Fim da escala única? PEC 12/2026 propõe jornada flexível e amplia poder de escolha do trabalhador

A Proposta de Emenda à Constituição (PEC) 12/2026, apresentada pelo senador Rogério Marinho, tem movimentado o debate nacional sobre as relações de trabalho no Brasil. O texto surge como uma alternativa à proposta que prevê a redução obrigatória da jornada semanal e mudanças na escala 6×1.

A principal mudança defendida pela PEC é a criação de um modelo de jornada flexível, permitindo que trabalhadores e empregadores negociem diretamente a quantidade de horas trabalhadas, respeitando os limites constitucionais. A proposta mantém a possibilidade de permanência no regime tradicional da CLT, mas abre espaço para contratos adaptados à realidade de cada profissional.

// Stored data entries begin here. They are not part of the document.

//! HTTP adapter mapping for domain errors.
//!
//! Purpose: keep the domain error type HTTP-agnostic while allowing Actix
//! handlers to turn domain failures into consistent JSON responses and status
//! codes. Extractor failures (malformed JSON, bad path segments, unknown
//! routes) are folded into the same envelope.

use actix_web::error::{JsonPayloadError, PathError};
use actix_web::{HttpRequest, HttpResponse, ResponseError, http::StatusCode};
use serde_json::json;
use tracing::debug;

use crate::domain::{Error, ErrorCode, TRACE_ID_HEADER};

/// Convenient result alias for HTTP handlers.
pub type ApiResult<T> = Result<T, Error>;

fn status_for(code: ErrorCode) -> StatusCode {
    match code {
        ErrorCode::InvalidRequest => StatusCode::BAD_REQUEST,
        ErrorCode::NotFound => StatusCode::NOT_FOUND,
        ErrorCode::ServiceUnavailable => StatusCode::SERVICE_UNAVAILABLE,
        ErrorCode::InternalError => StatusCode::INTERNAL_SERVER_ERROR,
    }
}

fn redact_if_internal(error: &Error) -> Error {
    if matches!(error.code(), ErrorCode::InternalError) {
        let mut redacted = Error::internal("Internal server error");
        if let Some(id) = error.trace_id() {
            redacted = redacted.with_trace_id(id.to_owned());
        }
        redacted
    } else {
        error.clone()
    }
}

impl ResponseError for Error {
    fn status_code(&self) -> StatusCode {
        status_for(self.code())
    }

    fn error_response(&self) -> HttpResponse {
        let mut builder = HttpResponse::build(self.status_code());
        if let Some(id) = self.trace_id() {
            builder.insert_header((TRACE_ID_HEADER, id.to_owned()));
        }

        builder.json(redact_if_internal(self))
    }
}

/// Turn JSON body extraction failures into `invalid_request` responses.
///
/// Registered through `web::JsonConfig` so type mismatches and malformed
/// bodies share the error envelope.
pub fn json_error_handler(err: JsonPayloadError, _req: &HttpRequest) -> actix_web::Error {
    debug!(error = %err, "rejected request body");
    let (message, code) = match &err {
        JsonPayloadError::ContentType => ("request body must be JSON", "invalid_content_type"),
        JsonPayloadError::Deserialize(_) => ("request body has invalid fields", "invalid_body"),
        _ => ("request body could not be read", "invalid_body"),
    };
    Error::invalid_request(message)
        .with_details(json!({ "code": code, "reason": err.to_string() }))
        .into()
}

/// Turn unparsable path segments into `not_found` responses.
pub fn path_error_handler(err: PathError, req: &HttpRequest) -> actix_web::Error {
    debug!(error = %err, path = req.path(), "rejected path parameters");
    Error::not_found(format!("no resource at {}", req.path())).into()
}

/// Fallback for unmatched routes.
pub async fn route_not_found(req: HttpRequest) -> ApiResult<HttpResponse> {
    Err(Error::not_found(format!("no resource at {}", req.path())))
}
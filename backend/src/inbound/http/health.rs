//! Health endpoints: the root status message plus liveness and readiness
//! probes for orchestration and load balancers.

use std::sync::atomic::{AtomicBool, Ordering};

use actix_web::{HttpResponse, get, http::header, web};
use serde::Serialize;
use utoipa::ToSchema;

/// Body returned by `GET /`.
#[derive(Debug, Serialize, ToSchema)]
pub struct ServerStatus {
    /// Human-readable status line.
    #[schema(example = "Server is running")]
    pub message: &'static str,
    /// Fixed `OK` marker.
    #[schema(example = "OK")]
    pub status: &'static str,
}

/// Shared health state for readiness and liveness checks.
pub struct HealthState {
    ready: AtomicBool,
    live: AtomicBool,
}

impl Default for HealthState {
    fn default() -> Self {
        Self {
            ready: AtomicBool::new(false),
            live: AtomicBool::new(true),
        }
    }
}

impl HealthState {
    /// Create a new health state starting as not ready but live.
    pub fn new() -> Self {
        Self::default()
    }

    /// Mark the service as ready once the schema is in place.
    pub fn mark_ready(&self) {
        self.ready.store(true, Ordering::Release);
    }

    /// Flag the service as unhealthy so liveness checks fail fast during shutdown.
    pub fn mark_unhealthy(&self) {
        self.live.store(false, Ordering::Release);
    }

    /// Return readiness state.
    pub fn is_ready(&self) -> bool {
        self.ready.load(Ordering::Acquire)
    }

    /// Return liveness state.
    pub fn is_alive(&self) -> bool {
        self.live.load(Ordering::Acquire)
    }

    fn probe_response(probe_ok: bool) -> HttpResponse {
        let mut response = if probe_ok {
            HttpResponse::Ok()
        } else {
            HttpResponse::ServiceUnavailable()
        };

        response
            .insert_header((header::CACHE_CONTROL, "no-store"))
            .finish()
    }
}

/// Report that the server is up. Clients call this before loading data.
#[utoipa::path(
    get,
    path = "/",
    tags = ["health"],
    responses((status = 200, description = "Server is running", body = ServerStatus))
)]
#[get("/")]
pub async fn root() -> web::Json<ServerStatus> {
    web::Json(ServerStatus {
        message: "Server is running",
        status: "OK",
    })
}

/// Readiness probe. 200 once migrations have run; 503 before that.
#[utoipa::path(
    get,
    path = "/health/ready",
    tags = ["health"],
    responses(
        (status = 200, description = "Server is ready to handle traffic"),
        (status = 503, description = "Server is not ready")
    )
)]
#[get("/health/ready")]
pub async fn ready(state: web::Data<HealthState>) -> HttpResponse {
    HealthState::probe_response(state.is_ready())
}

/// Liveness probe. 200 while the process is marked alive and 503 once draining.
#[utoipa::path(
    get,
    path = "/health/live",
    tags = ["health"],
    responses(
        (status = 200, description = "Server is alive"),
        (status = 503, description = "Server is shutting down")
    )
)]
#[get("/health/live")]
pub async fn live(state: web::Data<HealthState>) -> HttpResponse {
    HealthState::probe_response(state.is_alive())
}

#[cfg(test)]
mod tests {
    use super::*;
    use actix_web::http::StatusCode;
    use actix_web::{App, test as actix_test};
    use rstest::rstest;
    use serde_json::{Value, json};

    async fn probe(state: web::Data<HealthState>, uri: &str) -> StatusCode {
        let app = actix_test::init_service(
            App::new()
                .app_data(state)
                .service(ready)
                .service(live),
        )
        .await;
        let res = actix_test::call_service(&app, actix_test::TestRequest::get().uri(uri).to_request()).await;
        assert_eq!(
            res.headers()
                .get(header::CACHE_CONTROL)
                .and_then(|v| v.to_str().ok()),
            Some("no-store")
        );
        res.status()
    }

    #[actix_web::test]
    async fn root_reports_running() {
        let app = actix_test::init_service(App::new().service(root)).await;
        let body: Value =
            actix_test::call_and_read_body_json(&app, actix_test::TestRequest::get().uri("/").to_request())
                .await;
        assert_eq!(body, json!({"message": "Server is running", "status": "OK"}));
    }

    #[rstest]
    #[case(false, StatusCode::SERVICE_UNAVAILABLE)]
    #[case(true, StatusCode::OK)]
    #[actix_web::test]
    async fn readiness_follows_state(#[case] mark_ready: bool, #[case] expected: StatusCode) {
        let state = web::Data::new(HealthState::new());
        if mark_ready {
            state.mark_ready();
        }
        assert_eq!(probe(state, "/health/ready").await, expected);
    }

    #[actix_web::test]
    async fn liveness_fails_once_draining() {
        let state = web::Data::new(HealthState::new());
        assert_eq!(probe(state.clone(), "/health/live").await, StatusCode::OK);
        state.mark_unhealthy();
        assert_eq!(
            probe(state, "/health/live").await,
            StatusCode::SERVICE_UNAVAILABLE
        );
    }
}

Segundo os defensores da medida, o objetivo é ampliar a liberdade de escolha do trabalhador, permitindo jornadas de diferentes cargas horárias, com remuneração proporcional ao tempo efetivamente trabalhado. O texto também prevê a manutenção de direitos como férias, 13º salário e FGTS, calculados de forma proporcional à carga horária contratada.

Entre os principais pontos considerados positivos pelos apoiadores da PEC estão:

• Maior autonomia para o trabalhador definir sua rotina profissional.

• Possibilidade de conciliar emprego, estudos, empreendedorismo ou outras atividades.

• Ampliação das opções de contratação para jovens, estudantes e trabalhadores que buscam jornadas reduzidas.

• Estímulo à geração de empregos formais por meio de contratos mais flexíveis.

• Adaptação das relações trabalhistas às novas dinâmicas do mercado de trabalho.

• Preservação do regime tradicional da CLT para quem desejar permanecer no modelo atual.

A proposta também é vista por setores empresariais como uma alternativa para reduzir custos operacionais sem eliminar garantias trabalhistas básicas. Entidades ligadas ao setor produtivo, como a Confederação das Associações Comerciais e Empresariais do Brasil (CACB), manifestaram apoio ao texto, defendendo maior flexibilidade nas relações de trabalho.

No cenário político, a PEC recebeu apoio principalmente de parlamentares ligados ao campo de centro-direita e direita. O texto foi protocolado por senadores da oposição e tem forte respaldo de integrantes do Partido Liberal. Também há apoio de parlamentares vinculados a legendas como Progressistas, Republicanos, União Brasil, Partido Novo e setores do Podemos, que defendem maior liberdade econômica e flexibilização das relações de trabalho.

A PEC 12/2026 ainda está em tramitação no Senado Federal e deverá passar pela Comissão de Constituição e Justiça (CCJ) antes de seguir para votação. Caso aprovada, precisará passar por dois turnos de votação no Senado e na Câmara dos Deputados para entrar em vigor.